1960: One-Eyed Jacks di Marlon Brando
Un film quasi dimenticato, un film di cui attualmente si sta effettuando una opportuna rivalutazione.
Marlon Brando (di cui MyMovies ha scritto “il maggiore fenomeno divistico e artistico dello schermo. Ha davvero cambiato il cinema”) è qui alla sua prima e unica regia.
Tratto dal romanzo di Charles Neider (The Authentic Death of Hendry Jones) I due volti della vendetta è il lavoro che fece sì che (Stanley Kubrick abbandonò il set dopo sei mesi di lavorazione) “Hollywood lo scoprisse anche come regista impegnato, abile nel saper costruire le scene tanto quanto un regista di esperienza” (CiakHollywood) ed è uno dei film e delle fonti di ispirazione che più di ogni altro hanno influenzato la carriera registica di Quentin Tarantino: eppure alla critica del tempo non piacque, giudicandolo un western lento e atipico (il pubblico invece lo apprezzò: in Italia nella stagione 1961-62 si collocò al 12° posto tra i 100 maggiori incassi).
Forse l’unico western dove si vede il mare, ultimo film girato in VistaVision, I due volti della vendetta è un’opera complessa (Giovanni Natoli afferma che siamo di fronte alla celebrazione di “due eroi del west rivisitati in un ottica freudiana” e che il rapporto tra Brando e Malden va visto in “chiave edipica”) e di non facile catalogazione.

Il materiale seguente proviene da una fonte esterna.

pub mod logging;
pub mod progress;
pub mod utils;

pub use logging::*;
pub use progress::create_count_progress_bar;
pub use utils::*;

Certamente un western, ma anche una struggente love story, un potente affresco di un’epoca in trasformazione, una ferma denuncia antirazzista e antimoralista (è noto come nonostante rappresentasse ormai Il Mito per eccellenza, Brando fosse vittima di quella che fu chiamata “The Brando Blacklist”: un’azione di ostracismo attuata dai produttori delle major, che non digerivano le sue battaglie a favore delle minoranze etniche e culturali). L’attenzione è concentrata non tanto su gli avvenimenti (che pure ci sono e in abbondanza, il film dura due ore e mezza), quanto sulle psicologie, sui comportamenti -spesso realisticamente contradditori- dei singoli personaggi di cui si analizzano le motivazioni e le mentalità. Se Brando avesse proseguito su questa strada chi sa quali traguardi avrebbe potuto raggiungere. Sa dirigere gli attori, l’uso della macchina da presa è sapiente, le panoramiche e i paesaggi sono difficilmente dimenticabili, la colonna sonora è utilizzata nel migliore dei modi.

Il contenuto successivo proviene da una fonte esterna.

// src/categorize.rs
//! Keyword-based category filter over canonical articles.
//!
//! Each category maps to a fixed set of case-insensitive keywords; an empty
//! set (the "general" label, or any unknown category) passes everything
//! through. Matching is plain substring over the lower-cased title and
//! description — a stable filter, not a re-rank.

use std::collections::HashMap;
use std::fs;
use std::path::{Path, PathBuf};

use anyhow::{anyhow, Context, Result};

use crate::sources::types::Article;

const ENV_PATH: &str = "CATEGORIES_PATH";

#[derive(Debug, Clone)]
pub struct Categorizer {
    /// Lower-cased category label -> lower-cased keywords.
    keywords: HashMap<String, Vec<String>>,
}

impl Categorizer {
    pub fn from_map(map: HashMap<String, Vec<String>>) -> Self {
        let keywords = map
            .into_iter()
            .map(|(label, words)| {
                let cleaned = words
                    .into_iter()
                    .map(|w| w.trim().to_lowercase())
                    .filter(|w| !w.is_empty())
                    .collect();
                (label.to_lowercase(), cleaned)
            })
            .collect();
        Self { keywords }
    }

    /// Compiled-in keyword table for the landing use case.
    pub fn with_defaults() -> Self {
        let mut map: HashMap<String, Vec<String>> = HashMap::new();
        let mut add = |label: &str, words: &[&str]| {
            map.insert(
                label.to_string(),
                words.iter().map(|w| w.to_string()).collect(),
            );
        };
        add("general", &[]);
        add(
            "technology",
            &[
                "tech",
                "software",
                "startup",
                "artificial intelligence",
                "cyber",
                "robot",
                "gadget",
                "silicon valley",
                "chip",
            ],
        );
        add(
            "business",
            &[
                "business", "market", "economy", "stock", "finance", "trade", "inflation",
                "earnings",
            ],
        );
        add(
            "sports",
            &[
                "sport",
                "football",
                "soccer",
                "basketball",
                "tennis",
                "olympic",
                "championship",
                "league",
                "tournament",
            ],
        );
        add(
            "science",
            &[
                "science", "research", "space", "nasa", "climate", "physics", "biology",
                "study",
            ],
        );
        add(
            "health",
            &[
                "health", "medical", "medicine", "vaccine", "hospital", "disease", "virus",
                "drug",
            ],
        );
        add(
            "entertainment",
            &[
                "entertainment",
                "movie",
                "film",
                "music",
                "celebrity",
                "box office",
                "streaming",
            ],
        );
        Self::from_map(map)
    }

    /// Load the keyword table from an explicit path. TOML or JSON.
    pub fn load_from(path: &Path) -> Result<Self> {
        let content = fs::read_to_string(path)
            .with_context(|| format!("reading categories from {}", path.display()))?;
        let ext = path
            .extension()
            .and_then(|s| s.to_str())
            .unwrap_or_default()
            .to_ascii_lowercase();
        Ok(Self::from_map(parse_categories(&content, ext.as_str())?))
    }

    /// Load using env var + fallbacks:
    /// 1) $CATEGORIES_PATH
    /// 2) config/categories.toml
    /// 3) config/categories.json
    /// 4) compiled defaults
    pub fn load_default() -> Result<Self> {
        if let Ok(p) = std::env::var(ENV_PATH) {
            let pb = PathBuf::from(p);
            if pb.exists() {
                return Self::load_from(&pb);
            } else {
                return Err(anyhow!("CATEGORIES_PATH points to non-existent path"));
            }
        }
        let toml_p = PathBuf::from("config/categories.toml");
        if toml_p.exists() {
            return Self::load_from(&toml_p);
        }
        let json_p = PathBuf::from("config/categories.json");
        if json_p.exists() {
            return Self::load_from(&json_p);
        }
        Ok(Self::with_defaults())
    }

    /// Keywords for a label; empty slice for unknown labels, which makes
    /// them pass-through.
    pub fn keywords_for(&self, category: &str) -> &[String] {
        self.keywords
            .get(&category.to_lowercase())
            .map(Vec::as_slice)
            .unwrap_or(&[])
    }

    pub fn matches(&self, article: &Article, category: &str) -> bool {
        let keywords = self.keywords_for(category);
        if keywords.is_empty() {
            return true;
        }
        let title = article.title.to_lowercase();
        let description = article.description.to_lowercase();
        keywords
            .iter()
            .any(|k| title.contains(k.as_str()) || description.contains(k.as_str()))
    }

    /// Stable filter; input order preserved.
    pub fn filter(&self, articles: Vec<Article>, category: &str) -> Vec<Article> {
        if self.keywords_for(category).is_empty() {
            return articles;
        }
        articles
            .into_iter()
            .filter(|a| self.matches(a, category))
            .collect()
    }
}

fn parse_categories(s: &str, hint_ext: &str) -> Result<HashMap<String, Vec<String>>> {
    let try_toml = hint_ext == "toml" || s.contains("[categories]");
    if try_toml {
        if let Ok(v) = parse_toml(s) {
            return Ok(v);
        }
    }
    if let Ok(v) = parse_json(s) {
        return Ok(v);
    }
    if !try_toml {
        if let Ok(v) = parse_toml(s) {
            return Ok(v);
        }
    }
    Err(anyhow!("unsupported categories format"))
}

fn parse_toml(s: &str) -> Result<HashMap<String, Vec<String>>> {
    #[derive(serde::Deserialize)]
    struct TomlCategories {
        categories: HashMap<String, Vec<String>>,
    }
    let v: TomlCategories = toml::from_str(s)?;
    Ok(v.categories)
}

fn parse_json(s: &str) -> Result<HashMap<String, Vec<String>>> {
    let v: HashMap<String, Vec<String>> = serde_json::from_str(s)?;
    Ok(v)
}

#[cfg(test)]
mod tests {
    use super::*;
    use chrono::Utc;

    fn article(title: &str, description: &str) -> Article {
        Article {
            title: title.to_string(),
            description: description.to_string(),
            url: format!("https://example.org/{}", title.len()),
            source: "Test".to_string(),
            published_at: Utc::now(),
            image: None,
            full_content: None,
        }
    }

    #[test]
    fn matching_is_case_insensitive_substring() {
        let mut map = HashMap::new();
        map.insert("technology".to_string(), vec!["ia".to_string()]);
        let c = Categorizer::from_map(map);

        // "ia" appears inside "Inteligencia", so this matches.
        let hit = article("Inteligencia artificial avanza", "");
        assert!(c.matches(&hit, "Technology"));

        // No "ia" substring anywhere in title or description.
        let miss = article("Tech summit opens", "keynotes and demos");
        assert!(!c.matches(&miss, "technology"));
    }

    #[test]
    fn description_is_searched_too() {
        let c = Categorizer::with_defaults();
        let a = article("Quiet Monday", "The championship final went to penalties");
        assert!(c.matches(&a, "sports"));
    }

    #[test]
    fn general_and_unknown_categories_pass_everything() {
        let c = Categorizer::with_defaults();
        let items = vec![article("one", ""), article("two", "")];
        assert_eq!(c.filter(items.clone(), "general").len(), 2);
        assert_eq!(c.filter(items, "no-such-category").len(), 2);
    }

    #[test]
    fn filter_preserves_input_order() {
        let c = Categorizer::with_defaults();
        let items = vec![
            article("Football league results", ""),
            article("Cooking with basil", ""),
            article("Tennis tournament upset", ""),
        ];
        let out = c.filter(items, "sports");
        let titles: Vec<_> = out.iter().map(|a| a.title.as_str()).collect();
        assert_eq!(
            titles,
            vec!["Football league results", "Tennis tournament upset"]
        );
    }
}
// src/config.rs
//! Env-driven tunables with defaults; `.env` is loaded by the entrypoint.

use std::time::Duration;

#[derive(Debug, Clone)]
pub struct AppConfig {
    /// Category the landing snapshot is built from.
    pub landing_category: String,
    pub landing_limit: usize,
    pub overfetch_factor: f64,
    pub adapter_timeout: Duration,
    /// Enforced pause between sequential full-content fetches.
    pub scrape_delay: Duration,
    pub news_api_key: Option<String>,
}

impl AppConfig {
    pub fn from_env() -> Self {
        Self {
            landing_category: env_or("LANDING_CATEGORY", "general"),
            landing_limit: env_parse("LANDING_LIMIT", 30),
            overfetch_factor: env_parse("OVERFETCH_FACTOR", 2.0),
            adapter_timeout: Duration::from_secs(env_parse("ADAPTER_TIMEOUT_SECS", 12)),
            scrape_delay: Duration::from_millis(env_parse("SCRAPE_DELAY_MS", 500)),
            news_api_key: std::env::var("GNEWS_API_KEY")
                .ok()
                .filter(|k| !k.is_empty()),
        }
    }
}

fn env_or(key: &str, default: &str) -> String {
    std::env::var(key)
        .ok()
        .filter(|v| !v.is_empty())
        .unwrap_or_else(|| default.to_string())
}

fn env_parse<T: std::str::FromStr>(key: &str, default: T) -> T {
    std::env::var(key)
        .ok()
        .and_then(|v| v.parse().ok())
        .unwrap_or(default)
}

Come attore, Marlon Brando riempie lo schermo come nessuno. Magnetico è dire poco. Personificazione del Metodo Stanislavskij, sembra non muovere un muscolo ma nel suo volto si intravedono sensazioni pensieri sentimenti… a profusione: c’è poco da fare, è stato, ed è, il numero Uno del cinema (1).
Karl Malden ha modo di confermare il talento recitativo fuori del comune che ha fatto di lui una delle presenze più illustri della cinematografia hollywoodiana.
Intensa la debuttante Pina Pellicer (suicidatasi pochi anni dopo). Brava come sempre Katy Jurado, presenza costante e di prestigio nel cinema americano degli anni 50-60.
p.s.
In mostra, fino al 19 settembre 2010 al Museo Nazionale del Cinema della Mole Antonelliana di Torino, centinaia di immagini che documentano il film (le immagini sono del fotografo della Magnum, Sam Shaw, famoso per essere stato l’autore di una delle immagini più celebri della storia del cinema, quella di Marilyn Monroe con la gonna sollevata sulla grata della metropolitana di Quando la moglie è in vacanza).
note
(1) La conferma che lo è ancora la ritroviamo nel film russo Mars dove la protagonista afferma “Vorrei essere bella come Marlon Brando!”.